Нелегко найти параллельный случай в современном мире, но, возможно, наиболее близкий существует в части нашей собственной империи. Состояние частей Индии в наши дни в некоторых отношениях напоминает состояние Палестины в 30 году н. э. В стране маратхов правят принцы, не принадлежащие к местной династии, а являющиеся потомками иностранных придворных (подобно идумейским Иродам). Британские резиденты при их дворах, ненавидимые и вызывающие страх, но практически всемогущие, как римские прокураторы, соответствуют офицерам и гарнизонам Рима в Палестине. Народ находится в рабстве у священнической касты, едва ли менее тяжелой, чем та, что тяготела над иудейским и галилейским крестьянством. Если бы маратхи были мусульманами, а Мекка находилась на территории Скиндии или Холкара; если бы влияние двенадцати веков христианского воспитания могло быть стерто из английского характера, а упрямая и свирепая натура еврея заменена на натуру маратха, то деревенский реформатор среди них, чья проповедь возмущала браминов, угрожала династиям и беспокоила английских резидентов, начал бы при условиях, несколько схожих с теми, что окружали Христа, когда он начал свое служение.
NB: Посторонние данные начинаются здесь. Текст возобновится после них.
//! Message types and their typed payloads
//!
//! Each [`MessageType`] owns exactly one payload shape. The wire header carries
//! the type tag, the payload region carries the canonical JSON of the matching
//! struct, so a payload is never accessed by untyped key lookup.

use crate::error::{DecodeError, DecodeResult, ProtocolError, ProtocolResult};
use rust_decimal::Decimal;
use serde::{Deserialize, Serialize};
use std::collections::BTreeMap;
use std::fmt;

/// Free-form status map carried by StatusResponse (sorted keys keep it canonical)
pub type StatusMap = BTreeMap<String, String>;

/// Message type tags (wire values 1-5)
#[repr(u8)]
#[derive(Debug, Clone, Copy, PartialEq, Eq, Hash, PartialOrd, Ord)]
pub enum MessageType {
    Heartbeat = 1,
    Confirmation = 2,
    StatusRequest = 3,
    StatusResponse = 4,
    Signal = 5,
}

impl MessageType {
    pub const ALL: [MessageType; 5] = [
        MessageType::Heartbeat,
        MessageType::Confirmation,
        MessageType::StatusRequest,
        MessageType::StatusResponse,
        MessageType::Signal,
    ];

    pub fn tag(self) -> u8 {
        self as u8
    }

    pub fn from_tag(tag: u8) -> DecodeResult<Self> {
        match tag {
            1 => Ok(MessageType::Heartbeat),
            2 => Ok(MessageType::Confirmation),
            3 => Ok(MessageType::StatusRequest),
            4 => Ok(MessageType::StatusResponse),
            5 => Ok(MessageType::Signal),
            _ => Err(DecodeError::UnknownType { tag }),
        }
    }

    /// Whether the sender waits for a Confirmation before reporting delivery
    pub fn requires_confirmation(self) -> bool {
        matches!(self, MessageType::Signal)
    }

    pub fn name(self) -> &'static str {
        match self {
            MessageType::Heartbeat => "heartbeat",
            MessageType::Confirmation => "confirmation",
            MessageType::StatusRequest => "status_request",
            MessageType::StatusResponse => "status_response",
            MessageType::Signal => "signal",
        }
    }
}

impl fmt::Display for MessageType {
    fn fmt(&self, f: &mut fmt::Formatter<'_>) -> fmt::Result {
        f.write_str(self.name())
    }
}

/// Liveness beacon; carries the sender's interval so the peer can size its grace window
#[derive(Debug, Clone, PartialEq, Eq, Serialize, Deserialize)]
#[serde(deny_unknown_fields)]
pub struct HeartbeatPayload {
    pub interval_ms: u64,
}

/// Acknowledges successful processing of a prior message
#[derive(Debug, Clone, PartialEq, Eq, Serialize, Deserialize)]
#[serde(deny_unknown_fields)]
pub struct ConfirmationPayload {
    pub acked_sequence_id: u64,
}

/// Status query; an empty field list asks for everything
#[derive(Debug, Clone, PartialEq, Eq, Serialize, Deserialize, Default)]
#[serde(deny_unknown_fields)]
pub struct StatusRequestPayload {
    pub fields: Vec<String>,
}

/// Status answer correlated with the request's sequence id
#[derive(Debug, Clone, PartialEq, Eq, Serialize, Deserialize)]
#[serde(deny_unknown_fields)]
pub struct StatusResponsePayload {
    pub request_sequence_id: u64,
    pub status: StatusMap,
}

/// Trade direction of a signal
#[derive(Debug, Clone, Copy, PartialEq, Eq, Hash, Serialize, Deserialize)]
#[serde(rename_all = "UPPERCASE")]
pub enum Direction {
    Buy,
    Sell,
    Close,
}

impl fmt::Display for Direction {
    fn fmt(&self, f: &mut fmt::Formatter<'_>) -> fmt::Result {
        match self {
            Direction::Buy => f.write_str("BUY"),
            Direction::Sell => f.write_str("SELL"),
            Direction::Close => f.write_str("CLOSE"),
        }
    }
}

/// Trading instruction handed over by the analysis side
///
/// Decimal fields serialize as strings so their scale survives the round trip
/// unchanged (`0.010` stays `0.010`).
#[derive(Debug, Clone, PartialEq, Eq, Serialize, Deserialize)]
#[serde(deny_unknown_fields)]
pub struct SignalPayload {
    pub instrument: String,
    pub direction: Direction,
    pub size: Decimal,
    #[serde(default, skip_serializing_if = "Option::is_none")]
    pub price: Option<Decimal>,
    #[serde(default, skip_serializing_if = "Option::is_none")]
    pub stop_loss: Option<Decimal>,
    #[serde(default, skip_serializing_if = "Option::is_none")]
    pub take_profit: Option<Decimal>,
    #[serde(default, skip_serializing_if = "Option::is_none")]
    pub comment: Option<String>,
}

impl SignalPayload {
    /// Market order signal without price hints
    pub fn market(instrument: impl Into<String>, direction: Direction, size: Decimal) -> Self {
        Self {
            instrument: instrument.into(),
            direction,
            size,
            price: None,
            stop_loss: None,
            take_profit: None,
            comment: None,
        }
    }

    pub fn with_price(mut self, price: Decimal) -> Self {
        self.price = Some(price);
        self
    }

    pub fn with_stops(mut self, stop_loss: Option<Decimal>, take_profit: Option<Decimal>) -> Self {
        self.stop_loss = stop_loss;
        self.take_profit = take_profit;
        self
    }

    pub fn with_comment(mut self, comment: impl Into<String>) -> Self {
        self.comment = Some(comment.into());
        self
    }
}

/// Type-tagged payload union
#[derive(Debug, Clone, PartialEq, Eq)]
pub enum Payload {
    Heartbeat(HeartbeatPayload),
    Confirmation(ConfirmationPayload),
    StatusRequest(StatusRequestPayload),
    StatusResponse(StatusResponsePayload),
    Signal(SignalPayload),
}

impl Payload {
    pub fn message_type(&self) -> MessageType {
        match self {
            Payload::Heartbeat(_) => MessageType::Heartbeat,
            Payload::Confirmation(_) => MessageType::Confirmation,
            Payload::StatusRequest(_) => MessageType::StatusRequest,
            Payload::StatusResponse(_) => MessageType::StatusResponse,
            Payload::Signal(_) => MessageType::Signal,
        }
    }

    /// Serialize the variant to its canonical JSON bytes
    pub(crate) fn to_canonical(&self) -> ProtocolResult<Vec<u8>> {
        let result = match self {
            Payload::Heartbeat(p) => serde_json::to_vec(p),
            Payload::Confirmation(p) => serde_json::to_vec(p),
            Payload::StatusRequest(p) => serde_json::to_vec(p),
            Payload::StatusResponse(p) => serde_json::to_vec(p),
            Payload::Signal(p) => serde_json::to_vec(p),
        };
        result.map_err(|e| ProtocolError::Serialization(e.to_string()))
    }

    /// Strictly parse payload bytes for the given type
    pub(crate) fn from_canonical(message_type: MessageType, bytes: &[u8]) -> DecodeResult<Self> {
        fn parse<T: serde::de::DeserializeOwned>(kind: MessageType, bytes: &[u8]) -> DecodeResult<T> {
            serde_json::from_slice(bytes)
                .map_err(|e| DecodeError::malformed(format!("{} payload: {}", kind, e)))
        }

        let payload = match message_type {
            MessageType::Heartbeat => Payload::Heartbeat(parse(message_type, bytes)?),
            MessageType::Confirmation => Payload::Confirmation(parse(message_type, bytes)?),
            MessageType::StatusRequest => Payload::StatusRequest(parse(message_type, bytes)?),
            MessageType::StatusResponse => Payload::StatusResponse(parse(message_type, bytes)?),
            MessageType::Signal => Payload::Signal(parse(message_type, bytes)?),
        };
        Ok(payload)
    }
}

impl From<SignalPayload> for Payload {
    fn from(signal: SignalPayload) -> Self {
        Payload::Signal(signal)
    }
}

impl From<HeartbeatPayload> for Payload {
    fn from(heartbeat: HeartbeatPayload) -> Self {
        Payload::Heartbeat(heartbeat)
    }
}

impl From<ConfirmationPayload> for Payload {
    fn from(confirmation: ConfirmationPayload) -> Self {
        Payload::Confirmation(confirmation)
    }
}

impl From<StatusRequestPayload> for Payload {
    fn from(request: StatusRequestPayload) -> Self {
        Payload::StatusRequest(request)
    }
}

impl From<StatusResponsePayload> for Payload {
    fn from(response: StatusResponsePayload) -> Self {
        Payload::StatusResponse(response)
    }
}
В одном отношении, и только в одном, время казалось благоприятным. Ум и сердце нации были полны ожидания грядущего Мессии — Царя, который должен был сломить всякое иго с шеи своего народа и править народами, восседая на престоле Давида. Интенсивность этого ожидания в первые дни его служения привлекла толпы в пустыню за Иорданом со всех частей Иудеи и Галилеи по призыву проповедника, который подхватил последнюю каденцию песни их последнего великого пророка и провозглашал, что и избавление, и царство, которые они искали, уже близки. В тех толпах, которые стекались слушать Иоанна Крестителя, несомненно, были некоторые даже среди священников и книжников, и многие среди бедного иудейского и галилейского крестьянства, которые чувствовали, что на них лежит более тяжелое иго, чем иго Рима или Ирода Антипы. Но запись следующих трех лет слишком ясно показывает, что даже они были совершенно не готовы ни к чему иному, кроме как к царству от мира сего и земному престолу, который должен быть установлен в святом городе.